Male feminism vs. TBM women?

Discussions about negotiating relationships between faithful LDS believers and the apostates who love them. This applies in particular to mixed-faith marriages, but relations with children, parents, siblings, friends, and ward members is very welcome.
Post Reply
User avatar
Enoch Witty
Posts: 297
Joined: Mon Dec 05, 2016 11:14 am

Male feminism vs. TBM women?

Post by Enoch Witty » Wed Dec 07, 2016 7:31 am

So I'm a dude, and I'm also a feminist. One of my biggest problems with the church is the patriarchal sexism baked in from the doctrine to the temple to the culture.

I come from a family of strong TBM women. My grandma had the more action-oriented personality of my grandparents, my mom spearheaded basically every church activity, and my wife similarly is the more spiritually focused one in my home. My sister and various aunts take control at family gatherings. Etc. There are strong personalities among the men in my family, but when it comes to spirituality or actually getting stuff done, it's the women, 100 percent.

As I consider the church with more objective eyes, I note the rampant sexism everywhere. The BOM has three named female characters (besides Mary and Eve), which represent the three acceptable archetypes for Mormon women: mother, wife, or whore. The temple's sexism bothered me from day one, with my wife covenanting to hearken to me, not to God, in the endowment, and her being "given" to me in the sealing, with no reciprocation the other way. Gross, gross, gross. Don't even get me started on the cultural norms and expectations.

So here's the awkward part: as a man, it's not my job to tell women how to feel; it's my job to listen and offer support.
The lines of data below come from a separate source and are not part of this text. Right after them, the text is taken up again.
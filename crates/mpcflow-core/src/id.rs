//! Strongly-typed identifiers used across the compiler.
//!
//! Graph nodes live in an arena; downstream crates refer to them by `NodeId`
//! and never by raw integers.

use serde::{Deserialize, Serialize};
use std::fmt;

macro_rules! new_id {
    ($name:ident) => {
        #[derive(
            Debug, Clone, Copy, PartialEq, Eq, Hash, Serialize, Deserialize, Ord, PartialOrd,
        )]
        #[serde(transparent)]
        pub struct $name(u32);

        impl $name {
            pub const fn new(v: u32) -> Self {
                Self(v)
            }
            pub const fn get(self) -> u32 {
                self.0
            }
            pub const fn index(self) -> usize {
                self.0 as usize
            }
        }

        impl fmt::Display for $name {
            fn fmt(&self, f: &mut fmt::Formatter<'_>) -> fmt::Result {
                write!(f, "{}({})", stringify!($name), self.0)
            }
        }
    };
}

new_id!(NodeId);

/// Identity of a computing party in the secure backend.
pub type PartyId = u32;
My wife consistently expresses that she feels empowered by the church, and she absolutely loves the temple (which I really, truly don't understand, but that's okay). Occasionally, though, she'll beat herself up for anything less than perfect performance or feel the need apologize profusely for something not really demanding even a mild apology. I've seen these characteristics in women in the church my whole life, seen them parodied even, but when I try to suggest that maybe this is a negative cultural impact of the church, the idea gets shut down immediately: "No, no, that's just my personality." I will say that my wife has it together impressively, though. She's super liberal, and though she would never term it this way, she takes from the gospel the things that uplift and inspire her and ignores the rest.

My mother, grandma, sister, aunts, cousins, though... they're cut from a different cloth. That side of my family is ultra conservative and ultra into the authoritarian nature of the church: if the prophet says it, it must be true. No matter how gross the actions or statements of an apostle, his station means we should love and respect every word that comes out of his mouth. The leader worship in my family is extremely apparent.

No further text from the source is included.